* Task statement:
Where a line holds the word "plain", copy it from the records.

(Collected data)
--

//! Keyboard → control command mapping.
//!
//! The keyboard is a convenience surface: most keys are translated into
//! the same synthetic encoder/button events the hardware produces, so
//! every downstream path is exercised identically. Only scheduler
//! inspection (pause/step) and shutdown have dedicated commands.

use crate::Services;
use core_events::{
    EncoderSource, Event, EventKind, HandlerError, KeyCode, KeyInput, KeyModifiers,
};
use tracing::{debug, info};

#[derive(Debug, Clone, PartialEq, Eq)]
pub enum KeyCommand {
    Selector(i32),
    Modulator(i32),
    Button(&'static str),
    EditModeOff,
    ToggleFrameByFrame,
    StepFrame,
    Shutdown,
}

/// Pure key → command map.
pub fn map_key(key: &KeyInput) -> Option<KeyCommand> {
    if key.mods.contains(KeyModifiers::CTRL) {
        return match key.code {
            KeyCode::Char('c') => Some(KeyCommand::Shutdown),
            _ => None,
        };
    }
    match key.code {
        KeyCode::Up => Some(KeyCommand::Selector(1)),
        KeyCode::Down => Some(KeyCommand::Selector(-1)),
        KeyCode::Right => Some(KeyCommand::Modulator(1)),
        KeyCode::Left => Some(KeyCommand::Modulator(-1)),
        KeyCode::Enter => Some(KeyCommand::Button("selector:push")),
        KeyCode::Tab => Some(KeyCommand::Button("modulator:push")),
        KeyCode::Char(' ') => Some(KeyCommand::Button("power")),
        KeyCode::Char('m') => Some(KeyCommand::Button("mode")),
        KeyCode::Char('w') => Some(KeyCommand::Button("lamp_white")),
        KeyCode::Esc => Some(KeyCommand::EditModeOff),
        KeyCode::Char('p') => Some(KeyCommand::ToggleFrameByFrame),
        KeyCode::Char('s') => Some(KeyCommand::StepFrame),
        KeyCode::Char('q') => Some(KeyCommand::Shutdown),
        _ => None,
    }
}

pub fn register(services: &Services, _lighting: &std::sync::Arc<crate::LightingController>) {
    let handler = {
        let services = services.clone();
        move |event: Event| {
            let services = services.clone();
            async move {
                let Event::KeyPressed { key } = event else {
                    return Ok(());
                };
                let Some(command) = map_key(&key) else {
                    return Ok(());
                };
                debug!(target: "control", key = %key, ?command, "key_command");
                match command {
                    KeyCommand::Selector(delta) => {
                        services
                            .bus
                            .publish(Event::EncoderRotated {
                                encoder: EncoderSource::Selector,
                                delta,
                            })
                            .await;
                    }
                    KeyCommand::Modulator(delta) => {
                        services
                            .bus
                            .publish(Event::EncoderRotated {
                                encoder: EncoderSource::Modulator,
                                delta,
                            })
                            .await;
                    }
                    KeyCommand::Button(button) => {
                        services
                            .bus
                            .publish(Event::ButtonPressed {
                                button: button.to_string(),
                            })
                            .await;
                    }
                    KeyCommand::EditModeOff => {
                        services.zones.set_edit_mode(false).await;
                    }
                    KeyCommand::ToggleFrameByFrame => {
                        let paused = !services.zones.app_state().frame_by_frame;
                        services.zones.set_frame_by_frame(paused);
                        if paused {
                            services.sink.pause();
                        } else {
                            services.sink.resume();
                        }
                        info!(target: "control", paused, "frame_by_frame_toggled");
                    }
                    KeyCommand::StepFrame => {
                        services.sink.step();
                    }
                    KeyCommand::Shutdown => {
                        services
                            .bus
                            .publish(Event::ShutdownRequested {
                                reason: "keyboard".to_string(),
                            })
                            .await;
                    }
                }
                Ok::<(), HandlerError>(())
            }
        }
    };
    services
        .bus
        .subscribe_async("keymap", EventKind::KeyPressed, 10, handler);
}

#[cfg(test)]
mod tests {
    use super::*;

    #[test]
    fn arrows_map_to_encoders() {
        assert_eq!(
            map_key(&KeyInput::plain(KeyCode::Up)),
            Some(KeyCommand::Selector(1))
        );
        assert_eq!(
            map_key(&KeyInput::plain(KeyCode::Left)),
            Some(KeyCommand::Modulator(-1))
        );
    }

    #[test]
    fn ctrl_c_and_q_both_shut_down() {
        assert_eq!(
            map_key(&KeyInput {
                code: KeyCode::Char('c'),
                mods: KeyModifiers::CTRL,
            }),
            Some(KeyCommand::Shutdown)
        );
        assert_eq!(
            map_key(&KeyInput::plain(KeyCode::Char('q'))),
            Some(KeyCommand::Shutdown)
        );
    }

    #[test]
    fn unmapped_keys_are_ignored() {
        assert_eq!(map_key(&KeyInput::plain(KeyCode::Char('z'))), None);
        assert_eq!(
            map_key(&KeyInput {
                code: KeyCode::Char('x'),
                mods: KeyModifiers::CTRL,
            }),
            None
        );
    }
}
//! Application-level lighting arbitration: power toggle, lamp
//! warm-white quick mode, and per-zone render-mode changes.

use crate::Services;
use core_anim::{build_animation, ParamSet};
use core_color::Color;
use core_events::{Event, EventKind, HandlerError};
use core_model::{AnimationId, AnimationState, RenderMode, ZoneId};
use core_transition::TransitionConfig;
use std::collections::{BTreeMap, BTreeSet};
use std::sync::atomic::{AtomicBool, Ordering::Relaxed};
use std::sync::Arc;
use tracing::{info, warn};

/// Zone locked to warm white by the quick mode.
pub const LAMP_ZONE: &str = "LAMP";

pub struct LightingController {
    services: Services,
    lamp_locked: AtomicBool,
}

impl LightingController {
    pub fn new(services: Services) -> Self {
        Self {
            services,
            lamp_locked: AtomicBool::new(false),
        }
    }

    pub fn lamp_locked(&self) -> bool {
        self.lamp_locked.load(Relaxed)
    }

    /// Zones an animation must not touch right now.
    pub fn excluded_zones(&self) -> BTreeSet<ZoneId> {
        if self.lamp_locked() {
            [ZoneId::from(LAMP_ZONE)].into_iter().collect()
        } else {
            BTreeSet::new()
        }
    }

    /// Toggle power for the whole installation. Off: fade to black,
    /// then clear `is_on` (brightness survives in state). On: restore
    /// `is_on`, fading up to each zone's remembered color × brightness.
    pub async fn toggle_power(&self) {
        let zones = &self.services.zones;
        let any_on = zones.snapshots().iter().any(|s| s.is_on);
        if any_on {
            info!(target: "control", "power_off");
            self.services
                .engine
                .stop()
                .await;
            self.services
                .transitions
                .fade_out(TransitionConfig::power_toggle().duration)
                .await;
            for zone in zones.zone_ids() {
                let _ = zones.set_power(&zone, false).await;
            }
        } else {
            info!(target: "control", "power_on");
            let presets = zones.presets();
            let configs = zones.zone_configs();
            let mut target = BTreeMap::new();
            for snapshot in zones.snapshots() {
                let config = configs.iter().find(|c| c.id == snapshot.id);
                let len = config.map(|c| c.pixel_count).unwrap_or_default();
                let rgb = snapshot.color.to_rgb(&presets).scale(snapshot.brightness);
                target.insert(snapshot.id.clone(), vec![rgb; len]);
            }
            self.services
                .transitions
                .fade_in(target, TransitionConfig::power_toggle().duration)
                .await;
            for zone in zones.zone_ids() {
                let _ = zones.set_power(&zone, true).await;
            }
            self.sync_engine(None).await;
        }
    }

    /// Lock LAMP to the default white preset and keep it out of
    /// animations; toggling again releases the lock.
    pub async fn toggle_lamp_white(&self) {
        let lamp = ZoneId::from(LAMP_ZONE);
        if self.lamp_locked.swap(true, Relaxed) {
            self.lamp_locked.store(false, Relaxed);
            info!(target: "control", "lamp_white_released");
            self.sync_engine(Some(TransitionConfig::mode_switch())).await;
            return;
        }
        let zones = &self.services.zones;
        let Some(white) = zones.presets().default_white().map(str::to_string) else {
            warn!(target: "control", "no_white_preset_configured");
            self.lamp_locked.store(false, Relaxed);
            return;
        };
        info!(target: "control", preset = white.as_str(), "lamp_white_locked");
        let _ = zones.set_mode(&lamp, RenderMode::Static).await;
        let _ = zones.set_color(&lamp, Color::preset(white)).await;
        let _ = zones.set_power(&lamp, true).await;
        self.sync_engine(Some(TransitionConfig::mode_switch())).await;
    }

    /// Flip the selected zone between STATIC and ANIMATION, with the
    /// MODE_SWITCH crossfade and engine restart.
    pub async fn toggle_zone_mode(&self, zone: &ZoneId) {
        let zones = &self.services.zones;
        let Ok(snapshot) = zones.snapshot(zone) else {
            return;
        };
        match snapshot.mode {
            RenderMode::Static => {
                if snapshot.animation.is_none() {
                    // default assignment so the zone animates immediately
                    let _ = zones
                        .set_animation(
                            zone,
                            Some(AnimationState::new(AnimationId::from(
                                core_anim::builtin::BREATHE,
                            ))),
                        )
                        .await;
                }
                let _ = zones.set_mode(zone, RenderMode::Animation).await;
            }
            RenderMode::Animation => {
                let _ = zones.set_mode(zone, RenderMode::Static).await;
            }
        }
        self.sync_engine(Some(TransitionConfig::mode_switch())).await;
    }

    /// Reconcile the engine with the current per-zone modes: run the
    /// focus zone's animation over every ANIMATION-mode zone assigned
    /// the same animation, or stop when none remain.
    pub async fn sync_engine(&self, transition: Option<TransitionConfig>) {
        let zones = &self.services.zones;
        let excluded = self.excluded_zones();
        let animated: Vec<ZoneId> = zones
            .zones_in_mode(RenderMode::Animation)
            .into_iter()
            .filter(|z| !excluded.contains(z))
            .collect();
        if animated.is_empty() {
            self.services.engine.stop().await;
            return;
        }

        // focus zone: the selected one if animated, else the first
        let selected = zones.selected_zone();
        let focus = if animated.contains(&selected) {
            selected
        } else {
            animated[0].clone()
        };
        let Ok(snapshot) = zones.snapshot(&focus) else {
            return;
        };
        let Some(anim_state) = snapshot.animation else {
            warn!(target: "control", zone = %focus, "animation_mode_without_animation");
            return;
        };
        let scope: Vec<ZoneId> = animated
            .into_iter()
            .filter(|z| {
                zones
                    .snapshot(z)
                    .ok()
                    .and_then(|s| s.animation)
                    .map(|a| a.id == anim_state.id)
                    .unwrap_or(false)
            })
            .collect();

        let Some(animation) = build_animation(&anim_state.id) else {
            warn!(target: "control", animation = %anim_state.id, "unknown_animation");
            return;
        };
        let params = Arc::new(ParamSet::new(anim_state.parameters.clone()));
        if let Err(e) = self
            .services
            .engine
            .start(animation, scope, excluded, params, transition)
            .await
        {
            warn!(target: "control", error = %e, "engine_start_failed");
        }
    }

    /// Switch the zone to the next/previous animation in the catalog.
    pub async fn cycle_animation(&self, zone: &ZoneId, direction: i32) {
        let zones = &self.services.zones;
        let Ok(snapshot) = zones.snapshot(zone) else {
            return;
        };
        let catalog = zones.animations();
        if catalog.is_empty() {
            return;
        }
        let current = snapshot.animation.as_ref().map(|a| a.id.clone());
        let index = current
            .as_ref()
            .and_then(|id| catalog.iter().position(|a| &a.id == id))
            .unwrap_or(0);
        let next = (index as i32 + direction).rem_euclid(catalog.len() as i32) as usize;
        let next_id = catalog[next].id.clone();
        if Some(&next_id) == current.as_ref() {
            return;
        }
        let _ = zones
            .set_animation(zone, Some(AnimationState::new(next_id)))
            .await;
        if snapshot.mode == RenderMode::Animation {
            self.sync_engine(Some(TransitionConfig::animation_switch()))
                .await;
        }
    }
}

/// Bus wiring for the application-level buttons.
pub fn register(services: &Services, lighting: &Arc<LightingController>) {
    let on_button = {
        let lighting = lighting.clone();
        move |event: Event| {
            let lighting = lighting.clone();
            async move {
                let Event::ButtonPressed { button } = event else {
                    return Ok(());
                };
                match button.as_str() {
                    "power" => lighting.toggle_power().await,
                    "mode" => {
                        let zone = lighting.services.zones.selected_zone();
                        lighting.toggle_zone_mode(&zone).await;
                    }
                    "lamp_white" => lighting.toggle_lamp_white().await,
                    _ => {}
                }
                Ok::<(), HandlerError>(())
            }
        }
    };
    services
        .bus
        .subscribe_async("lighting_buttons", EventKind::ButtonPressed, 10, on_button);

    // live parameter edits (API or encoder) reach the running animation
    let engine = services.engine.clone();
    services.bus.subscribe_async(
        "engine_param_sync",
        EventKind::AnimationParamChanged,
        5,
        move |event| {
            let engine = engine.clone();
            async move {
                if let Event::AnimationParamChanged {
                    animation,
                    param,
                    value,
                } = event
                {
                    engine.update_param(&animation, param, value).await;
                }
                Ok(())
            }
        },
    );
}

--

* Exercise answer:
            map_key(&KeyInput::plain(KeyCode::Up)),
            map_key(&KeyInput::plain(KeyCode::Left)),
            map_key(&KeyInput::plain(KeyCode::Char('q'))),
        assert_eq!(map_key(&KeyInput::plain(KeyCode::Char('z'))), None);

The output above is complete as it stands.